Servono interventi di riabilitazione soprattutto per i più giovani
“Il nostro studio conferma e amplia i risultati di studi precedenti. Abbiamo dimostrato che i deficit cognitivi come il
rallentamento mentale e le difficoltà di memoria possono essere osservati anche dopo un anno dal contagio
e potrebbero interferire con il lavoro e la vita quotidiana”. Roberta Ferrucci è docente di Psicobiologia e Psicologia fisiologica all’Università Statale di Milano. “Sono necessari – ha aggiunto – interventi di riabilitazione, in particolare sui pazienti più giovani che potrebbero avere implicazioni sociali e lavorative significative, e sperimentare un aumento dell’affaticamento mentale e dello stress”.

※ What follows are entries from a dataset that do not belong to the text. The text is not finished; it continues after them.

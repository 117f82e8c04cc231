use std::collections::HashMap;
use std::path::PathBuf;

use async_trait::async_trait;
use thiserror::Error;
use tokio::sync::RwLock;

#[derive(Error, Debug)]
pub enum StorageError {
    #[error("Storage I/O error: {0}")]
    Io(#[from] std::io::Error),

    #[error("Serialization error: {0}")]
    Serialize(#[from] serde_json::Error),
}

/// Durable key-value substrate for the preferences snapshot.
///
/// The store serializes its own state; backends only move strings. Swapping
/// the backend changes where preferences live without touching store logic.
#[async_trait]
pub trait StorageBackend: Send + Sync {
    async fn load(&self, key: &str) -> Result<Option<String>, StorageError>;
    async fn save(&self, key: &str, value: &str) -> Result<(), StorageError>;
}

/// Volatile backend for tests and ephemeral sessions.
#[derive(Default)]
pub struct MemoryStorage {
    entries: RwLock<HashMap<String, String>>,
}

impl MemoryStorage {
    pub fn new() -> Self {
        Self::default()
    }
}

#[async_trait]
impl StorageBackend for MemoryStorage {
    async fn load(&self, key: &str) -> Result<Option<String>, StorageError> {
        let entries = self.entries.read().await;
        Ok(entries.get(key).cloned())
    }

    async fn save(&self, key: &str, value: &str) -> Result<(), StorageError> {
        let mut entries = self.entries.write().await;
        entries.insert(key.to_string(), value.to_string());
        Ok(())
    }
}

/// File-based backend. Each key becomes `<dir>/<key>.json`.
pub struct FileStorage {
    dir: PathBuf,
}

impl FileStorage {
    pub fn new(dir: impl Into<PathBuf>) -> Self {
        Self { dir: dir.into() }
    }

    fn path_for(&self, key: &str) -> PathBuf {
        self.dir.join(format!("{key}.json"))
    }
}

#[async_trait]
impl StorageBackend for FileStorage {
    async fn load(&self, key: &str) -> Result<Option<String>, StorageError> {
        let path = self.path_for(key);

        if !path.exists() {
            tracing::debug!(path = %path.display(), "Storage file does not exist, starting fresh");
            return Ok(None);
        }

        let content = tokio::fs::read_to_string(&path).await?;
        Ok(Some(content))
    }

    async fn save(&self, key: &str, value: &str) -> Result<(), StorageError> {
        let path = self.path_for(key);

        // Create parent directory if needed
        if let Some(parent) = path.parent() {
            tokio::fs::create_dir_all(parent).await?;
        }

        tokio::fs::write(&path, value).await?;

        tracing::debug!(path = %path.display(), bytes = value.len(), "Saved snapshot to storage");

        Ok(())
    }
}

#[cfg(test)]
mod tests {
    use super::*;

    #[tokio::test]
    async fn test_memory_storage_round_trip() {
        let storage = MemoryStorage::new();

        assert_eq!(storage.load("missing").await.unwrap(), None);

        storage.save("key", "{\"a\":1}").await.unwrap();
        assert_eq!(
            storage.load("key").await.unwrap(),
            Some("{\"a\":1}".to_string())
        );
    }

    #[tokio::test]
    async fn test_file_storage_round_trip() {
        let dir = tempfile::tempdir().unwrap();
        let storage = FileStorage::new(dir.path());

        assert_eq!(storage.load("weather-app-storage").await.unwrap(), None);

        storage
            .save("weather-app-storage", "{\"favorites\":[]}")
            .await
            .unwrap();

        assert_eq!(
            storage.load("weather-app-storage").await.unwrap(),
            Some("{\"favorites\":[]}".to_string())
        );
        assert!(dir.path().join("weather-app-storage.json").exists());
    }

    #[tokio::test]
    async fn test_file_storage_creates_missing_directories() {
        let dir = tempfile::tempdir().unwrap();
        let nested = dir.path().join("state").join("clima");
        let storage = FileStorage::new(&nested);

        storage.save("weather-app-storage", "{}").await.unwrap();

        assert!(nested.join("weather-app-storage.json").exists());
    }

    #[tokio::test]
    async fn test_file_storage_overwrites() {
        let dir = tempfile::tempdir().unwrap();
        let storage = FileStorage::new(dir.path());

        storage.save("key", "first").await.unwrap();
        storage.save("key", "second").await.unwrap();

        assert_eq!(storage.load("key").await.unwrap(), Some("second".to_string()));
    }
}
use chrono::{DateTime, NaiveDate};
use indexmap::IndexMap;
use serde::Serialize;

use super::models::ForecastSample;

/// How many days of the 5-day forecast survive aggregation.
pub const FORECAST_DAYS: usize = 5;

/// One calendar day condensed from its 3-hourly samples.
#[derive(Debug, Clone, PartialEq, Serialize)]
pub struct DailySummary {
    pub date: NaiveDate,
    pub temp_min: f64,
    pub temp_max: f64,
    /// Icon of the day's representative sample.
    pub icon: String,
    /// Description of the day's representative sample.
    pub description: String,
    /// Mean humidity in percent, rounded to the nearest integer.
    pub humidity: i64,
    /// Mean wind speed in m/s, rounded to the nearest integer.
    pub wind_speed: i64,
    /// Maximum probability of precipitation, 0.0 to 1.0.
    pub pop: f64,
}

/// Condense chronological 3-hourly samples into at most five daily summaries.
///
/// Samples are partitioned by the UTC calendar date of their timestamp. The
/// partitions keep insertion order, so chronological input yields summaries
/// in ascending date order. Each day's icon and description come from the
/// noon sample when one exists, otherwise from the structural midpoint of
/// that day's samples.
pub fn summarize_daily(samples: &[ForecastSample]) -> Vec<DailySummary> {
    let mut days: IndexMap<NaiveDate, Vec<&ForecastSample>> = IndexMap::new();

    for sample in samples {
        let Some(date) = DateTime::from_timestamp(sample.dt, 0).map(|t| t.date_naive()) else {
            continue;
        };
        days.entry(date).or_default().push(sample);
    }

    days.into_iter()
        .take(FORECAST_DAYS)
        .map(|(date, day)| summarize_day(date, &day))
        .collect()
}

fn summarize_day(date: NaiveDate, day: &[&ForecastSample]) -> DailySummary {
    let temp_min = day.iter().map(|s| s.main.temp).fold(f64::INFINITY, f64::min);
    let temp_max = day
        .iter()
        .map(|s| s.main.temp)
        .fold(f64::NEG_INFINITY, f64::max);

    let representative = day
        .iter()
        .find(|s| s.dt_txt.ends_with("12:00:00"))
        .or_else(|| day.get(day.len() / 2));

    // A sample without conditions degrades to empty fields instead of failing.
    let (icon, description) = representative
        .and_then(|s| s.weather.first())
        .map(|c| (c.icon.clone(), c.description.clone()))
        .unwrap_or_default();

    let count = day.len() as f64;
    let humidity = (day.iter().map(|s| s.main.humidity as f64).sum::<f64>() / count).round() as i64;
    let wind_speed = (day.iter().map(|s| s.wind.speed).sum::<f64>() / count).round() as i64;

    let pop = day.iter().map(|s| s.pop).fold(0.0, f64::max);

    DailySummary {
        date,
        temp_min,
        temp_max,
        icon,
        description,
        humidity,
        wind_speed,
        pop,
    }
}
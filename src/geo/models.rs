use std::collections::HashMap;

use serde::{Deserialize, Serialize};

// ============================================================================
// Geocoding API Response (/geo/1.0/direct and /geo/1.0/reverse)
// ============================================================================

/// One match returned by the geocoding endpoints.
#[derive(Debug, Clone, Serialize, Deserialize)]
pub struct GeoCity {
    pub name: String,
    /// Localized spellings keyed by two-letter language code.
    #[serde(skip_serializing_if = "Option::is_none")]
    pub local_names: Option<HashMap<String, String>>,
    pub lat: f64,
    pub lon: f64,
    pub country: String,
    #[serde(skip_serializing_if = "Option::is_none")]
    pub state: Option<String>,
}

impl GeoCity {
    /// Localized name for `lang`, falling back to the canonical name.
    pub fn localized_name(&self, lang: &str) -> &str {
        self.local_names
            .as_ref()
            .and_then(|names| names.get(lang))
            .map(String::as_str)
            .unwrap_or(&self.name)
    }
}
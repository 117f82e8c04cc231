use serde::{Deserialize, Serialize};

use crate::weather::models::{Clouds, Coord, MainMetrics, Precipitation, WeatherCondition, Wind};

// ============================================================================
// 5-day / 3-hour Forecast API Response (/data/2.5/forecast)
// ============================================================================

#[derive(Debug, Clone, Serialize, Deserialize)]
pub struct ForecastData {
    /// 3-hourly samples in chronological order, about 40 entries.
    pub list: Vec<ForecastSample>,
    pub city: ForecastCity,
}

/// One 3-hourly forecast step.
#[derive(Debug, Clone, Serialize, Deserialize)]
pub struct ForecastSample {
    /// Forecast time, Unix seconds UTC.
    pub dt: i64,
    pub main: MainMetrics,
    pub weather: Vec<WeatherCondition>,
    pub clouds: Clouds,
    pub wind: Wind,
    pub visibility: Option<u32>,
    /// Probability of precipitation, 0.0 to 1.0.
    pub pop: f64,
    #[serde(skip_serializing_if = "Option::is_none")]
    pub rain: Option<Precipitation>,
    #[serde(skip_serializing_if = "Option::is_none")]
    pub snow: Option<Precipitation>,
    /// Same instant as `dt`, rendered `YYYY-MM-DD HH:MM:SS` UTC.
    pub dt_txt: String,
}

#[derive(Debug, Clone, Serialize, Deserialize)]
pub struct ForecastCity {
    pub id: i64,
    pub name: String,
    pub coord: Coord,
    pub country: String,
    pub population: Option<i64>,
    /// Shift from UTC in seconds.
    pub timezone: i32,
    pub sunrise: i64,
    pub sunset: i64,
}
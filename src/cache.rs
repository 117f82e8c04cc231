use dashmap::DashMap;
use std::time::{Duration, Instant};

/// A thread-safe cache with TTL (time-to-live) support.
///
/// Each fetch service owns one instance per endpoint, sized by that
/// endpoint's staleness window. Entries are evicted lazily: an expired entry
/// is removed the next time it is read.
pub struct TtlCache<K, V> {
    data: DashMap<K, CacheEntry<V>>,
    ttl: Duration,
}

struct CacheEntry<V> {
    value: V,
    expires_at: Instant,
}

impl<K, V> TtlCache<K, V>
where
    K: std::hash::Hash + Eq + Clone,
    V: Clone,
{
    /// Create a new cache whose entries live for `ttl`.
    pub fn new(ttl: Duration) -> Self {
        Self {
            data: DashMap::new(),
            ttl,
        }
    }

    /// Get a value if it exists and hasn't expired.
    pub fn get(&self, key: &K) -> Option<V> {
        let entry = self.data.get(key)?;
        if entry.expires_at > Instant::now() {
            Some(entry.value.clone())
        } else {
            drop(entry);
            self.data.remove(key);
            None
        }
    }

    /// Insert a value, replacing any previous entry under the same key.
    pub fn insert(&self, key: K, value: V) {
        let entry = CacheEntry {
            value,
            expires_at: Instant::now() + self.ttl,
        };
        self.data.insert(key, entry);
    }

    /// Drop a single entry, forcing the next read through to the network.
    pub fn remove(&self, key: &K) {
        self.data.remove(key);
    }

    /// Drop every entry.
    pub fn clear(&self) {
        self.data.clear();
    }

    /// Remove expired entries.
    pub fn cleanup(&self) {
        let now = Instant::now();
        self.data.retain(|_, entry| entry.expires_at > now);
    }

    /// Get the number of entries in the cache (including expired ones).
    pub fn len(&self) -> usize {
        self.data.len()
    }

    /// Check if the cache is empty.
    pub fn is_empty(&self) -> bool {
        self.data.is_empty()
    }
}

/// Normalize a free-text location string for use as a cache key.
pub fn normalize_cache_key(location: &str) -> String {
    location.trim().to_lowercase()
}

/// Cache key for coordinate-based lookups.
///
/// Coordinates are rounded to four decimals (about 11 m) so jittery
/// geolocation fixes of the same spot share an entry. The language is part of
/// the key because OpenWeatherMap localizes description fields.
pub fn coord_cache_key(lat: f64, lon: f64, lang: &str) -> String {
    format!("{lat:.4},{lon:.4}:{lang}")
}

Occorre studiare molto di più le conseguenze di Long Covid
“Il dato che emerge dal nostro studio mette in evidenza la necessità di valutare attentamente la progressione a lungo termine della malattia. Dobbiamo concentrarci sia sui disturbi fisici, sia su quelli cognitivi nei pazienti post
Covid. Per questo l’Ospedale San Paolo ha attivato un ambulatorio specialistico/specifico per il Long Covid”. Alberto Priori è direttore della Clinica Neurologica dell’Università di Milano presso il Polo Universitario Ospedale San Paolo. Gli fa eco Vincenzo Silani, direttore del Dipartimento di Neurologia dell’Università degli Studi di Milano presso l’Istituto Auxologico Italiano IRCCS. “È necessario continuare lo studio del Long Covid per l’imprevedibile possibile impatto anche sul disegno di nuove strategie terapeutiche per questi pazienti”.